Amidst all of the depressing news stories this week, it is wonderful to hear something positive in this field. Today, in Ysbyty Glan Clwyd in North Wales, another 'Pets As Therapy' initiative has been launched. The Pets As Therapy (PAT) charity does some really tremendous work. Primarily, it organises visits by volunteer pet owners and their animals to people who are residents in hospitals, hospices, residential homes, nursing homes, day car centres, and special needs schools.

The launch today in Ysbyty Glan Clwyd follows the introduction this initiative in the mental health Ablett Unit at Glan Clwyd hospital twelve months ago. A spokesperson has said that the dogs have been a huge success in this unit and the "feedback from the patients has been extremely positive." According to BBC news, the launch at Glan Clwyd means that the service will now be available at other hospitals inj North Wales too. http://www.bbc.co.uk/news/uk-wales-north-east-wales-14173175

Incidentally, a similar story featured in today's Los Angeles Times - 'Therapy Dogs make the rounds in more healthcare settings', showing this is not a pratice confined to the UK. The LAT reports that "across the country, more than 10,000 trained person-plus-pet teams are registered in Pet Partners, a program established in 1990 by the Delta Society, a nonprofit organization that believes positive interactions with animals can improve people's health and well-being." http://www.latimes.com/health/la-he-therapy-dogs-20110718,0,4456307.story

It is widely known that many people experience profound health benefits from spending time with dogs and cats. Animals encourage interaction in patients who wouldn’t usually get involved in social activity thus boosting their confidence and can have a very positive effect upon people with communication difficulties enabling them to particpate in the life of the community.
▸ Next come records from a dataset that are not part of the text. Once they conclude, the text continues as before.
//! Domain service for turning remembered lyrics into track candidates.
//!
//! The upstream search is abstracted behind [`TrackSearch`] so handlers and
//! tests never depend on the Musixmatch wire format.

use async_trait::async_trait;
use std::sync::Arc;
use thiserror::Error;
use tracing::warn;

/// Literal text stored in a candidate slot that found no track. Stored and
/// compared as a string, never as SQL NULL.
pub const NO_MATCH: &str = "None";

/// A single track returned by the lyrics search, in upstream rating order.
#[derive(Debug, Clone, PartialEq, Eq)]
pub struct TrackHit {
    pub name: String,
    pub artist: String,
    pub genres: Vec<String>,
}

#[derive(Debug, Error)]
pub enum SearchError {
    #[error("Transport error: {0}")]
    Transport(String),
}

impl From<reqwest::Error> for SearchError {
    fn from(err: reqwest::Error) -> Self {
        Self::Transport(err.to_string())
    }
}

/// Narrow seam over the lyrics-search upstream.
///
/// Implementations return the ordered hit list, already empty on upstream
/// rejection; `Err` is reserved for transport failures.
#[async_trait]
pub trait TrackSearch: Send + Sync {
    async fn search_by_lyrics(&self, lyrics: &str) -> Result<Vec<TrackHit>, SearchError>;
}

pub struct SongFinder {
    search: Arc<dyn TrackSearch>,
}

impl SongFinder {
    #[must_use]
    pub fn new(search: Arc<dyn TrackSearch>) -> Self {
        Self { search }
    }

    /// Runs one search and fills the three candidate slots.
    ///
    /// Upstream failures of any kind degrade to an all-sentinel result
    /// instead of failing the lookup.
    pub async fn find_songs(
        &self,
        lyrics: &str,
        artist: Option<&str>,
        genre: Option<&str>,
    ) -> [String; 3] {
        let hits = match self.search.search_by_lyrics(lyrics).await {
            Ok(hits) => hits,
            Err(e) => {
                warn!("Lyrics search failed, treating as no results: {}", e);
                Vec::new()
            }
        };

        select_candidates(&hits, artist, genre)
    }
}

/// Picks the three candidate slots from the raw hit list.
///
/// With no filters the slots are the first three distinct hits. Once any
/// filter narrows the result, only the first surviving hit is reported and
/// the remaining slots stay `"None"` regardless of how many others match.
/// Artist and genre comparisons are case-insensitive.
#[must_use]
pub fn select_candidates(
    hits: &[TrackHit],
    artist: Option<&str>,
    genre: Option<&str>,
) -> [String; 3] {
    let artist = normalized(artist);
    let genre = normalized(genre);

    let mut slots = [
        NO_MATCH.to_string(),
        NO_MATCH.to_string(),
        NO_MATCH.to_string(),
    ];

    if artist.is_none() && genre.is_none() {
        let mut distinct: Vec<String> = Vec::new();
        for hit in hits {
            let formatted = format_hit(hit);
            if distinct.contains(&formatted) {
                continue;
            }
            distinct.push(formatted);
            if distinct.len() == 3 {
                break;
            }
        }
        for (slot, song) in slots.iter_mut().zip(distinct) {
            *slot = song;
        }
        return slots;
    }

    let matched = hits.iter().find(|hit| {
        artist.is_none_or(|a| matches_filter(&hit.artist, a))
            && genre.is_none_or(|g| hit.genres.iter().any(|hg| matches_filter(hg, g)))
    });

    if let Some(hit) = matched {
        slots[0] = format_hit(hit);
    }

    slots
}

fn format_hit(hit: &TrackHit) -> String {
    format!("{} By: {}", hit.name, hit.artist)
}

fn normalized(filter: Option<&str>) -> Option<&str> {
    filter.map(str::trim).filter(|s| !s.is_empty())
}

fn matches_filter(value: &str, filter: &str) -> bool {
    value.to_lowercase() == filter.to_lowercase()
}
The question I would like to raise is: does the fact that pets can help people in such a way mean that access to pets could, whilst in a healthcare setting at least, be part of our human rights? Indeed this seems far fetched at first but it is possible to make some links. What about the right to companionship, for instanc? Or the right to particpate in community life (Art 29 (i) of the ICESCR)? Can we go even further? Dr. Edward Creagan, interviewed as part of the LAT article , believes that pets are embedded in the soul of our humanity. Is he right? It is certainly something to think on...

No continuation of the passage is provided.